Recorded data:
§
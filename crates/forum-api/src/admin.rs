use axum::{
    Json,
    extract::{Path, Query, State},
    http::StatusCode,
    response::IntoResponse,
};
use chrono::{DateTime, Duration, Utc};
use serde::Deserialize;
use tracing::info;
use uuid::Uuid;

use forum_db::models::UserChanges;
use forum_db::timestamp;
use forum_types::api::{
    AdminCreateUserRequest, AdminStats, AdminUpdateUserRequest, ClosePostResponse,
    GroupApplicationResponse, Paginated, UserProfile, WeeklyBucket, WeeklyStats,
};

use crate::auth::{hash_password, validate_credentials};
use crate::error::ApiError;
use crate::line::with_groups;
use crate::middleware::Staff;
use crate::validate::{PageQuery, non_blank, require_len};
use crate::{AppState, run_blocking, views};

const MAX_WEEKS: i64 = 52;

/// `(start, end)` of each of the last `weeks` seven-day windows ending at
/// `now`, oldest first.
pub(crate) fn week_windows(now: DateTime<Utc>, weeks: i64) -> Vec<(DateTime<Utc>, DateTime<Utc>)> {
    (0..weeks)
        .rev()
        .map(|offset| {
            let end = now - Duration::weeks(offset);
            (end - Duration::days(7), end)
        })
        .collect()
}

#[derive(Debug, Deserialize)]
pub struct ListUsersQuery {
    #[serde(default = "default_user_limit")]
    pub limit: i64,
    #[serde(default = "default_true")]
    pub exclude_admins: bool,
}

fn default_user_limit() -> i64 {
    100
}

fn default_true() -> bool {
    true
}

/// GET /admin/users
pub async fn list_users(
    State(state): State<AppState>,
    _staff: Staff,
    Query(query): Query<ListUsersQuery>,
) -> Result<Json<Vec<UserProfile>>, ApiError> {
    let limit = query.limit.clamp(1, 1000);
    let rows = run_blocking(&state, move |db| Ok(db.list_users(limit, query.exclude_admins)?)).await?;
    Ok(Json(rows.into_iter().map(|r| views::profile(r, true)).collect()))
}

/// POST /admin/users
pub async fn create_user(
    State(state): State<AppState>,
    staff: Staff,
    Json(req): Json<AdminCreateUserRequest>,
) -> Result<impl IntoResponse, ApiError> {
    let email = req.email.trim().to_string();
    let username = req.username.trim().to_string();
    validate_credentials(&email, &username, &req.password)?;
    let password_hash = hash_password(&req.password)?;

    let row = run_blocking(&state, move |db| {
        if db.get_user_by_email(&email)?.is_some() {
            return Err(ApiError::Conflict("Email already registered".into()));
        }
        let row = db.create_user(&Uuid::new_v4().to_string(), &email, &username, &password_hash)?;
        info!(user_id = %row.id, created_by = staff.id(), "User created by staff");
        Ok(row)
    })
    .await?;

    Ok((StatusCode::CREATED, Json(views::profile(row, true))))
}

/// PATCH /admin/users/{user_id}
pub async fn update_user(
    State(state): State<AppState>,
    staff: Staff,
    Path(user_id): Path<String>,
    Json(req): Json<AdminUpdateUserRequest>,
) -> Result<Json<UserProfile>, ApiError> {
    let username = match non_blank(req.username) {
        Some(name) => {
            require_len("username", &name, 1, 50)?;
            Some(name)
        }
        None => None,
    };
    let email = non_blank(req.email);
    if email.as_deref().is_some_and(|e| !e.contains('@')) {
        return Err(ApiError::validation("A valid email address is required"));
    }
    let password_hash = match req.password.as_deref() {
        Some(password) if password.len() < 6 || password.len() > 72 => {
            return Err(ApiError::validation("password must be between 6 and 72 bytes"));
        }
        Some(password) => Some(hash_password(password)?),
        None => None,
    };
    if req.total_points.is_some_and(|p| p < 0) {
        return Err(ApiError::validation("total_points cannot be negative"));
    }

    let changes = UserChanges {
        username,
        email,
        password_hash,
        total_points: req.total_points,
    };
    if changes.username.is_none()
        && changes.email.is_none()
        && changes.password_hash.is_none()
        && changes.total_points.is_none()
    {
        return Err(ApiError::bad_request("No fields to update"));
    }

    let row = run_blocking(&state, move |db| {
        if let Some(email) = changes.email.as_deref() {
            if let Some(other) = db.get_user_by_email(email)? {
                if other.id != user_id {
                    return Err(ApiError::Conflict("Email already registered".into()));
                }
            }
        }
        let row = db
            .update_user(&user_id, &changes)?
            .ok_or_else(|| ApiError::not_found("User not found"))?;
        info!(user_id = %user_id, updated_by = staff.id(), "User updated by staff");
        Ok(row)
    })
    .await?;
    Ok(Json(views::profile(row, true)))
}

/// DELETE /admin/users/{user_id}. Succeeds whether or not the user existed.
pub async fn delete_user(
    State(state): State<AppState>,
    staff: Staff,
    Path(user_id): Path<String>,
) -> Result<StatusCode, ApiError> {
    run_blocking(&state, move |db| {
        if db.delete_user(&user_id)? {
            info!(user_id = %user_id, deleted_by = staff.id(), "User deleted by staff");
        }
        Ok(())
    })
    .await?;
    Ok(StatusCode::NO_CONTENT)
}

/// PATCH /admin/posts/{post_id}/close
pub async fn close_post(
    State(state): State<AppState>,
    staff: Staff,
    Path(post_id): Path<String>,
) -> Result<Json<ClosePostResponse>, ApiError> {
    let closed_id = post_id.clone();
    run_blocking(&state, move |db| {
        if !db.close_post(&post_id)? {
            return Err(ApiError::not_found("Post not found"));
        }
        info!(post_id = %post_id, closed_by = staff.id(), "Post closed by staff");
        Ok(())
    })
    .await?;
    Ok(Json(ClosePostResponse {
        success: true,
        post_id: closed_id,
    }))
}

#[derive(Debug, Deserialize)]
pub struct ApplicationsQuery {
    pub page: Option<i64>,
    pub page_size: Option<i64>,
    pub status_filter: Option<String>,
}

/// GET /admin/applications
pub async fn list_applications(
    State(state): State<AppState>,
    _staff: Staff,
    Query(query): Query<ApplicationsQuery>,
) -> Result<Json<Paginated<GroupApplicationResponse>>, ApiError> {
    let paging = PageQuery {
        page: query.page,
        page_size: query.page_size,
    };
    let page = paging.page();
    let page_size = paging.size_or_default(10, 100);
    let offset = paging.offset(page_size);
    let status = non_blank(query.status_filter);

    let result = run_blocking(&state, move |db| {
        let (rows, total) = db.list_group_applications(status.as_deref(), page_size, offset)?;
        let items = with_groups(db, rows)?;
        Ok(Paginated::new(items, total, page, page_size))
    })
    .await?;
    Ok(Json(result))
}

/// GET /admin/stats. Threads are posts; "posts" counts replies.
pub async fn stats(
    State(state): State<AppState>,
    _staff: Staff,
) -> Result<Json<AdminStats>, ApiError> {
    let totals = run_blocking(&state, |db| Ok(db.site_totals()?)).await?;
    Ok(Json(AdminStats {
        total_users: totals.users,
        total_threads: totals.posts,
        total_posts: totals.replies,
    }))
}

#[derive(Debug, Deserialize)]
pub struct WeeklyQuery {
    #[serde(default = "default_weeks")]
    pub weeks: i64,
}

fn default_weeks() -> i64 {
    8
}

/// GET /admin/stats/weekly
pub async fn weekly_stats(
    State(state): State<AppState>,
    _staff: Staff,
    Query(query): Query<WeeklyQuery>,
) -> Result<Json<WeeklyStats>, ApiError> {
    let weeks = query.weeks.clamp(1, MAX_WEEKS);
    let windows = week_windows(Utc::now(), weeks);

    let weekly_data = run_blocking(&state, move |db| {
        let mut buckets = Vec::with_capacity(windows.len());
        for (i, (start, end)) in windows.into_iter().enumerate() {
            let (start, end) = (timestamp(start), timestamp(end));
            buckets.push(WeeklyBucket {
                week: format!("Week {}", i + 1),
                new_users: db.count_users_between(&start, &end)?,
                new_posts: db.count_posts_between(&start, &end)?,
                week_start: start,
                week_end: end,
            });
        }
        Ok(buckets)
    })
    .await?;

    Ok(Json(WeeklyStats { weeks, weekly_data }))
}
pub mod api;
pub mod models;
§
What you should do: Without leaving anything out, output all of the material exactly.

Answer:
filename crates/forum-api/src/admin.rs
use axum::{
    Json,
    extract::{Path, Query, State},
    http::StatusCode,
    response::IntoResponse,
};
use chrono::{DateTime, Duration, Utc};
use serde::Deserialize;
use tracing::info;
use uuid::Uuid;

use forum_db::models::UserChanges;
use forum_db::timestamp;
use forum_types::api::{
    AdminCreateUserRequest, AdminStats, AdminUpdateUserRequest, ClosePostResponse,
    GroupApplicationResponse, Paginated, UserProfile, WeeklyBucket, WeeklyStats,
};

use crate::auth::{hash_password, validate_credentials};
use crate::error::ApiError;
use crate::line::with_groups;
use crate::middleware::Staff;
use crate::validate::{PageQuery, non_blank, require_len};
use crate::{AppState, run_blocking, views};

const MAX_WEEKS: i64 = 52;

/// `(start, end)` of each of the last `weeks` seven-day windows ending at
/// `now`, oldest first.
pub(crate) fn week_windows(now: DateTime<Utc>, weeks: i64) -> Vec<(DateTime<Utc>, DateTime<Utc>)> {
    (0..weeks)
        .rev()
        .map(|offset| {
            let end = now - Duration::weeks(offset);
            (end - Duration::days(7), end)
        })
        .collect()
}

#[derive(Debug, Deserialize)]
pub struct ListUsersQuery {
    #[serde(default = "default_user_limit")]
    pub limit: i64,
    #[serde(default = "default_true")]
    pub exclude_admins: bool,
}

fn default_user_limit() -> i64 {
    100
}

fn default_true() -> bool {
    true
}

/// GET /admin/users
pub async fn list_users(
    State(state): State<AppState>,
    _staff: Staff,
    Query(query): Query<ListUsersQuery>,
) -> Result<Json<Vec<UserProfile>>, ApiError> {
    let limit = query.limit.clamp(1, 1000);
    let rows = run_blocking(&state, move |db| Ok(db.list_users(limit, query.exclude_admins)?)).await?;
    Ok(Json(rows.into_iter().map(|r| views::profile(r, true)).collect()))
}

/// POST /admin/users
pub async fn create_user(
    State(state): State<AppState>,
    staff: Staff,
    Json(req): Json<AdminCreateUserRequest>,
) -> Result<impl IntoResponse, ApiError> {
    let email = req.email.trim().to_string();
    let username = req.username.trim().to_string();
    validate_credentials(&email, &username, &req.password)?;
    let password_hash = hash_password(&req.password)?;

    let row = run_blocking(&state, move |db| {
        if db.get_user_by_email(&email)?.is_some() {
            return Err(ApiError::Conflict("Email already registered".into()));
        }
        let row = db.create_user(&Uuid::new_v4().to_string(), &email, &username, &password_hash)?;
        info!(user_id = %row.id, created_by = staff.id(), "User created by staff");
        Ok(row)
    })
    .await?;

    Ok((StatusCode::CREATED, Json(views::profile(row, true))))
}

/// PATCH /admin/users/{user_id}
pub async fn update_user(
    State(state): State<AppState>,
    staff: Staff,
    Path(user_id): Path<String>,
    Json(req): Json<AdminUpdateUserRequest>,
) -> Result<Json<UserProfile>, ApiError> {
    let username = match non_blank(req.username) {
        Some(name) => {
            require_len("username", &name, 1, 50)?;
            Some(name)
        }
        None => None,
    };
    let email = non_blank(req.email);
    if email.as_deref().is_some_and(|e| !e.contains('@')) {
        return Err(ApiError::validation("A valid email address is required"));
    }
    let password_hash = match req.password.as_deref() {
        Some(password) if password.len() < 6 || password.len() > 72 => {
            return Err(ApiError::validation("password must be between 6 and 72 bytes"));
        }
        Some(password) => Some(hash_password(password)?),
        None => None,
    };
    if req.total_points.is_some_and(|p| p < 0) {
        return Err(ApiError::validation("total_points cannot be negative"));
    }

    let changes = UserChanges {
        username,
        email,
        password_hash,
        total_points: req.total_points,
    };
    if changes.username.is_none()
        && changes.email.is_none()
        && changes.password_hash.is_none()
        && changes.total_points.is_none()
    {
        return Err(ApiError::bad_request("No fields to update"));
    }

    let row = run_blocking(&state, move |db| {
        if let Some(email) = changes.email.as_deref() {
            if let Some(other) = db.get_user_by_email(email)? {
                if other.id != user_id {
                    return Err(ApiError::Conflict("Email already registered".into()));
                }
            }
        }
        let row = db
            .update_user(&user_id, &changes)?
            .ok_or_else(|| ApiError::not_found("User not found"))?;
        info!(user_id = %user_id, updated_by = staff.id(), "User updated by staff");
        Ok(row)
    })
    .await?;
    Ok(Json(views::profile(row, true)))
}

/// DELETE /admin/users/{user_id}. Succeeds whether or not the user existed.
pub async fn delete_user(
    State(state): State<AppState>,
    staff: Staff,
    Path(user_id): Path<String>,
) -> Result<StatusCode, ApiError> {
    run_blocking(&state, move |db| {
        if db.delete_user(&user_id)? {
            info!(user_id = %user_id, deleted_by = staff.id(), "User deleted by staff");
        }
        Ok(())
    })
    .await?;
    Ok(StatusCode::NO_CONTENT)
}

/// PATCH /admin/posts/{post_id}/close
pub async fn close_post(
    State(state): State<AppState>,
    staff: Staff,
    Path(post_id): Path<String>,
) -> Result<Json<ClosePostResponse>, ApiError> {
    let closed_id = post_id.clone();
    run_blocking(&state, move |db| {
        if !db.close_post(&post_id)? {
            return Err(ApiError::not_found("Post not found"));
        }
        info!(post_id = %post_id, closed_by = staff.id(), "Post closed by staff");
        Ok(())
    })
    .await?;
    Ok(Json(ClosePostResponse {
        success: true,
        post_id: closed_id,
    }))
}

#[derive(Debug, Deserialize)]
pub struct ApplicationsQuery {
    pub page: Option<i64>,
    pub page_size: Option<i64>,
    pub status_filter: Option<String>,
}

/// GET /admin/applications
pub async fn list_applications(
    State(state): State<AppState>,
    _staff: Staff,
    Query(query): Query<ApplicationsQuery>,
) -> Result<Json<Paginated<GroupApplicationResponse>>, ApiError> {
    let paging = PageQuery {
        page: query.page,
        page_size: query.page_size,
    };
    let page = paging.page();
    let page_size = paging.size_or_default(10, 100);
    let offset = paging.offset(page_size);
    let status = non_blank(query.status_filter);

    let result = run_blocking(&state, move |db| {
        let (rows, total) = db.list_group_applications(status.as_deref(), page_size, offset)?;
        let items = with_groups(db, rows)?;
        Ok(Paginated::new(items, total, page, page_size))
    })
    .await?;
    Ok(Json(result))
}

/// GET /admin/stats. Threads are posts; "posts" counts replies.
pub async fn stats(
    State(state): State<AppState>,
    _staff: Staff,
) -> Result<Json<AdminStats>, ApiError> {
    let totals = run_blocking(&state, |db| Ok(db.site_totals()?)).await?;
    Ok(Json(AdminStats {
        total_users: totals.users,
        total_threads: totals.posts,
        total_posts: totals.replies,
    }))
}

#[derive(Debug, Deserialize)]
pub struct WeeklyQuery {
    #[serde(default = "default_weeks")]
    pub weeks: i64,
}

fn default_weeks() -> i64 {
    8
}

/// GET /admin/stats/weekly
pub async fn weekly_stats(
    State(state): State<AppState>,
    _staff: Staff,
    Query(query): Query<WeeklyQuery>,
) -> Result<Json<WeeklyStats>, ApiError> {
    let weeks = query.weeks.clamp(1, MAX_WEEKS);
    let windows = week_windows(Utc::now(), weeks);

    let weekly_data = run_blocking(&state, move |db| {
        let mut buckets = Vec::with_capacity(windows.len());
        for (i, (start, end)) in windows.into_iter().enumerate() {
            let (start, end) = (timestamp(start), timestamp(end));
            buckets.push(WeeklyBucket {
                week: format!("Week {}", i + 1),
                new_users: db.count_users_between(&start, &end)?,
                new_posts: db.count_posts_between(&start, &end)?,
                week_start: start,
                week_end: end,
            });
        }
        Ok(buckets)
    })
    .await?;

    Ok(Json(WeeklyStats { weeks, weekly_data }))
}
pub mod api;
pub mod models;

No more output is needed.